Updated: Jul 3
There's a big chasm between the shop floor and the upper management team, guarded by terrified Trolls appearing when no-one is looking to steal from their victims - subordinates who can do very little but soak up the effects of being shut down when they say something of importance. Things like:
"This doesn't work very well - I've a better idea."
"I'm not sure this is the best method for that process."
"Isn't there an easier way to deal with this situation?"
Such quotes are tentative explorations of an identity trying to establish a thought form to develop an original idea. Trolls aren't interested in any identity bar their own, they want power and they stand at the bridge. You don't get to cross that bridge unless they say so, and if any idea of yours gets to the other side of the bridge where the management team are sitting, it's probably going to be their idea by the time it gets there (and look completely different from your own).
A healthy company has a positive environment to work in and a vision of where it's going, with a mission shared across the mindset and a goal everyone understands, so this is of course an extremely demotivational template on which to be running things. People want to be proud of their logo, their corporate identity, and would like to be proud of a lot more. When the company is one they are happy working in, that satisfaction is multiplied a thousand-fold. Where engagement is allowed to lift morale, productivity and quality go up, too.

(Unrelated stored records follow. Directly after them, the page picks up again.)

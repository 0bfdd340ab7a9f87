//! Resource Graph error envelopes
//!
//! Failed requests usually answer with
//!
//! ```json
//! {"error": {"code": "BadRequest", "message": "...", "details": [...]}}
//! ```
//!
//! but the shape is not guaranteed. Decoding never fails: a body that does not
//! fit the envelope is kept verbatim and rendered as-is.

use serde::Deserialize;
use tracing::warn;

/// Top-level error object of a failed request
#[derive(Debug, Clone, PartialEq, Eq, Deserialize)]
pub struct ErrorEnvelope {
    pub code: String,
    pub message: String,
    /// Absent and `null` both mean no details
    #[serde(default)]
    pub details: Option<Vec<ErrorDetail>>,
}

/// One entry of `error.details`. Parser failures add a position, plain
/// validation errors only carry code and message.
#[derive(Debug, Clone, PartialEq, Eq, Deserialize)]
#[serde(rename_all = "camelCase")]
pub struct ErrorDetail {
    #[serde(default)]
    pub code: String,
    #[serde(default)]
    pub message: String,
    pub line: Option<u64>,
    pub character_position_in_line: Option<u64>,
    pub token: Option<String>,
}

impl ErrorDetail {
    fn render(&self) -> String {
        let token = self.token.as_deref().unwrap_or_default();
        match (self.line, self.character_position_in_line) {
            (Some(line), Some(pos)) => {
                format!("{}: line {}, pos {}, \"{}\"", self.code, line, pos, token)
            }
            (Some(line), None) => format!("{}: line {}, \"{}\"", self.code, line, token),
            (None, _) => self.message.clone(),
        }
    }
}

#[derive(Deserialize)]
struct ErrorBody {
    error: ErrorEnvelope,
}

/// Outcome of decoding an error body
#[derive(Debug, Clone, PartialEq, Eq)]
pub enum DecodedError {
    Envelope(ErrorEnvelope),
    /// Body that did not match the envelope, kept verbatim
    Raw(String),
}

impl DecodedError {
    /// Decode `body`. Anything that is not `{"error": {"code", "message", ...}}`
    /// becomes [`DecodedError::Raw`].
    pub fn decode(body: &str) -> Self {
        match serde_json::from_str::<ErrorBody>(body) {
            Ok(parsed) => DecodedError::Envelope(parsed.error),
            Err(e) => {
                warn!("Unexpected Resource Graph error body ({}), reporting it raw", e);
                DecodedError::Raw(body.to_string())
            }
        }
    }

    /// Render the diagnostic shown to the user for a response with `status`
    /// (e.g. `400 Bad Request`).
    pub fn render(&self, status: &str) -> String {
        match self {
            DecodedError::Envelope(envelope) => {
                let mut lines = vec![
                    format!("request failed, status: {}", status),
                    format!("{}: {}", envelope.code, envelope.message),
                ];
                match envelope.details.as_deref() {
                    Some(details) if !details.is_empty() => {
                        lines.push("Details:".to_string());
                        lines.extend(details.iter().map(ErrorDetail::render));
                    }
                    _ => {}
                }
                lines.join("\n")
            }
            DecodedError::Raw(body) => {
                format!("request failed, status: {}, body: {}", status, body)
            }
        }
    }
}

/// Decode and render in one step
pub fn format_error(status: &str, body: &str) -> String {
    DecodedError::decode(body).render(status)
}

#[cfg(test)]
mod tests {
    use super::*;

    const STATUS: &str = "400 Bad Request";

    #[test]
    fn test_short_error() {
        let body = r#"{
            "error":{
               "code":"BadRequest",
               "message":"Please provide below info when asking for support: timestamp = 2022-01-17T15:50:07.9782199Z, correlationId = 7ba435e5-6371-458f-a1b5-1c7ffdba6ff4.",
               "details":[
                  {
                     "code":"InvalidQuery",
                     "message":"Query is invalid. Please refer to the documentation for the Azure Resource Graph service and fix the error before retrying."
                  },
                  {
                     "code":"UnknownFunction",
                     "message":"Unknown function: 'cout'."
                  }
               ]
            }
         }"#;
        let expected = "request failed, status: 400 Bad Request
BadRequest: Please provide below info when asking for support: timestamp = 2022-01-17T15:50:07.9782199Z, correlationId = 7ba435e5-6371-458f-a1b5-1c7ffdba6ff4.
Details:
Query is invalid. Please refer to the documentation for the Azure Resource Graph service and fix the error before retrying.
Unknown function: 'cout'.";

        assert_eq!(format_error(STATUS, body), expected);
    }

    #[test]
    fn test_error_with_lines() {
        let body = r#"{
            "error":
            {
                "code": "BadRequest",
                "message": "Please provide below info when asking for support: timestamp = 2021-06-04T05:09:13.1870573Z, correlationId = f1c5d97f-26db-4bdc-b023-1f0a862004db.",
                "details":
                [
                    {
                        "code": "InvalidQuery",
                        "message": "Query is invalid. Please refer to the documentation for the Azure Resource Graph service and fix the error before retrying."
                    },
                    {
                        "code": "ParserFailure",
                        "message": "ParserFailure",
                        "line": 2,
                        "token": "<"
                    },
                    {
                        "code": "ParserFailure",
                        "message": "ParserFailure",
                        "line": 4,
                        "characterPositionInLine": 23,
                        "token": "<"
                    }
                ]
            }
        }"#;
        let expected = r#"request failed, status: 400 Bad Request
BadRequest: Please provide below info when asking for support: timestamp = 2021-06-04T05:09:13.1870573Z, correlationId = f1c5d97f-26db-4bdc-b023-1f0a862004db.
Details:
Query is invalid. Please refer to the documentation for the Azure Resource Graph service and fix the error before retrying.
ParserFailure: line 2, "<"
ParserFailure: line 4, pos 23, "<""#;

        assert_eq!(format_error(STATUS, body), expected);
    }

    #[test]
    fn test_error_without_details() {
        let body = r#"{"error": {"code": "AuthorizationFailed", "message": "no access"}}"#;
        assert_eq!(
            format_error("403 Forbidden", body),
            "request failed, status: 403 Forbidden\nAuthorizationFailed: no access"
        );
    }

    #[test]
    fn test_null_or_empty_details_render_without_details() {
        let null_details = r#"{"error": {"code": "BadRequest", "message": "bad", "details": null}}"#;
        assert!(matches!(
            DecodedError::decode(null_details),
            DecodedError::Envelope(ErrorEnvelope { details: None, .. })
        ));
        assert_eq!(
            format_error(STATUS, null_details),
            "request failed, status: 400 Bad Request\nBadRequest: bad"
        );

        let empty_details = r#"{"error": {"code": "BadRequest", "message": "bad", "details": []}}"#;
        assert_eq!(
            format_error(STATUS, empty_details),
            "request failed, status: 400 Bad Request\nBadRequest: bad"
        );
    }

    #[test]
    fn test_error_of_wrong_type_falls_back_to_body() {
        let body = r#"{
            "error":"I m an expected field but of wrong type ! "
        }"#;
        let decoded = DecodedError::decode(body);
        assert_eq!(decoded, DecodedError::Raw(body.to_string()));
        assert_eq!(
            decoded.render(STATUS),
            format!("request failed, status: 400 Bad Request, body: {}", body)
        );
    }

    #[test]
    fn test_unknown_shape_falls_back_to_body() {
        let body = r#"{
            "myerror":"I m completly unexpected and you won't know how to parse me ! ",
            "code":"boom"
        }"#;
        assert_eq!(
            format_error(STATUS, body),
            format!("request failed, status: 400 Bad Request, body: {}", body)
        );
    }

    #[test]
    fn test_non_json_and_empty_bodies_fall_back() {
        assert_eq!(
            format_error("502 Bad Gateway", "<html>gateway</html>"),
            "request failed, status: 502 Bad Gateway, body: <html>gateway</html>"
        );
        assert_eq!(
            format_error("500 Internal Server Error", ""),
            "request failed, status: 500 Internal Server Error, body: "
        );
        let missing_message = r#"{"error": {"code": "X"}}"#;
        assert!(matches!(
            DecodedError::decode(missing_message),
            DecodedError::Raw(_)
        ));
    }

    #[test]
    fn test_position_without_line_renders_message() {
        let detail = ErrorDetail {
            code: "ParserFailure".to_string(),
            message: "odd".to_string(),
            line: None,
            character_position_in_line: Some(3),
            token: Some("x".to_string()),
        };
        assert_eq!(detail.render(), "odd");
    }
}
//! HTTP transport seam
//!
//! The source hands fully built requests to a [`Transport`] and only looks at
//! status and body of what comes back, so tests and embedders can swap the
//! HTTP stack.

use async_trait::async_trait;
use bytes::Bytes;
use reqwest::header::{HeaderValue, AUTHORIZATION};
use reqwest::{Client, Request, StatusCode};
use std::time::Duration;
use temps_query::{DataError, Result};
use tracing::{debug, error};

/// Status and raw body of an HTTP response
#[derive(Debug, Clone)]
pub struct TransportResponse {
    pub status: StatusCode,
    pub body: Bytes,
}

#[async_trait]
pub trait Transport: Send + Sync {
    async fn send(&self, request: Request) -> Result<TransportResponse>;
}

/// [`Transport`] backed by a shared `reqwest::Client`
pub struct ReqwestTransport {
    client: Client,
    /// Bearer token added to every request
    access_token: Option<String>,
}

impl ReqwestTransport {
    pub fn new(access_token: Option<String>) -> Result<Self> {
        let client = Client::builder()
            .timeout(Duration::from_secs(30))
            .build()
            .map_err(|e| DataError::Internal(format!("Failed to create HTTP client: {}", e)))?;

        Ok(Self {
            client,
            access_token,
        })
    }
}

#[async_trait]
impl Transport for ReqwestTransport {
    async fn send(&self, mut request: Request) -> Result<TransportResponse> {
        if let Some(token) = &self.access_token {
            let value = HeaderValue::from_str(&format!("Bearer {}", token))
                .map_err(|_| DataError::invalid_configuration("access token is not a valid header value"))?;
            request.headers_mut().insert(AUTHORIZATION, value);
        }

        debug!("Resource Graph request: {} {}", request.method(), request.url());

        let response = self.client.execute(request).await.map_err(|e| {
            error!("Resource Graph request failed: {}", e);
            DataError::RequestFailed(e.to_string())
        })?;

        let status = response.status();
        let body = response
            .bytes()
            .await
            .map_err(|e| DataError::RequestFailed(format!("Failed to read response: {}", e)))?;

        debug!("Resource Graph response: {} ({} bytes)", status, body.len());

        Ok(TransportResponse { status, body })
    }
}

#[cfg(test)]
mod tests {
    use super::*;
    use crate::request::create_request;
    use wiremock::matchers::{header, method, path};
    use wiremock::{Mock, MockServer, ResponseTemplate};

    #[tokio::test]
    async fn test_sends_bearer_token_and_returns_raw_body() {
        let mock_server = MockServer::start().await;

        Mock::given(method("POST"))
            .and(path("/resources"))
            .and(header("Authorization", "Bearer test-access-token"))
            .and(header("Content-Type", "application/json"))
            .respond_with(ResponseTemplate::new(429).set_body_string("slow down"))
            .mount(&mock_server)
            .await;

        let transport = ReqwestTransport::new(Some("test-access-token".to_string())).unwrap();
        let request = create_request(
            &format!("{}/resources", mock_server.uri()),
            b"{}".to_vec(),
            "Temps/test",
        )
        .unwrap();

        let response = transport.send(request).await.unwrap();
        assert_eq!(response.status, StatusCode::TOO_MANY_REQUESTS);
        assert_eq!(response.body, Bytes::from_static(b"slow down"));
    }

    #[tokio::test]
    async fn test_connection_failure_is_request_failed() {
        let transport = ReqwestTransport::new(None).unwrap();
        let request = create_request("http://127.0.0.1:1/", vec![], "Temps/test").unwrap();

        assert!(matches!(
            transport.send(request).await,
            Err(DataError::RequestFailed(_))
        ));
    }
}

Middle-Man Trolls, however, are often to be found determinedly blocking the path from rational managerial concepts of workplace positivity to shop floor ideology so that the two cannot meet and get creative.
The only solution to this problem is to dissolve the fear. Those power-crazed mid-managers (who cleverly disguise as 'anything but' in front of key personnel) are likely to consider themselves great at their job, with resultant disloyalty to the company being beyond the remit of their thinking. The fearful tend to attack before thinking, and that's what has to change. Teaching an old Troll new tricks is a bit of a hard call, but it's not impossible as this research paper attests.
Trust is a commodity we're used to throwing away - you could say we're actively encouraged to do so, with memes flying around about casting off toxic people and selecting your friendship circle based on how good they make you feel. Never mind how much history you've shared, or how difficult you both might be, or what one has done to hurt the other that the other finds it really hard to see. The trend is to push an element of psychology that's far from trustworthy, tempting us into the pockets of people who want us to believe that their clan is the best in the world and we're nothing if we're not in it. Danger, danger, Daleks are approaching....
Gut instinct is trustworthy. When you're talking to someone and you know they're talking straight without a script or a fiscal obsession... you'll know these people when you find them. Right now (imho) this is the 'birds of a feather' thing having its time, albeit somewhat overdue. If you've found yourself with a working partnership that resonates this way, open up to it. Have some deep conversations.
There's nothing like a deep conversation to reveal the ring of truth in a harmonic, where you might suddenly find a struck chord opening that box we need to step out of if we're going to find our way to a paradigm that actually works, and my guess is it's the bright alloy of engineering, psychology and science that's going to beat a path to that particular solution.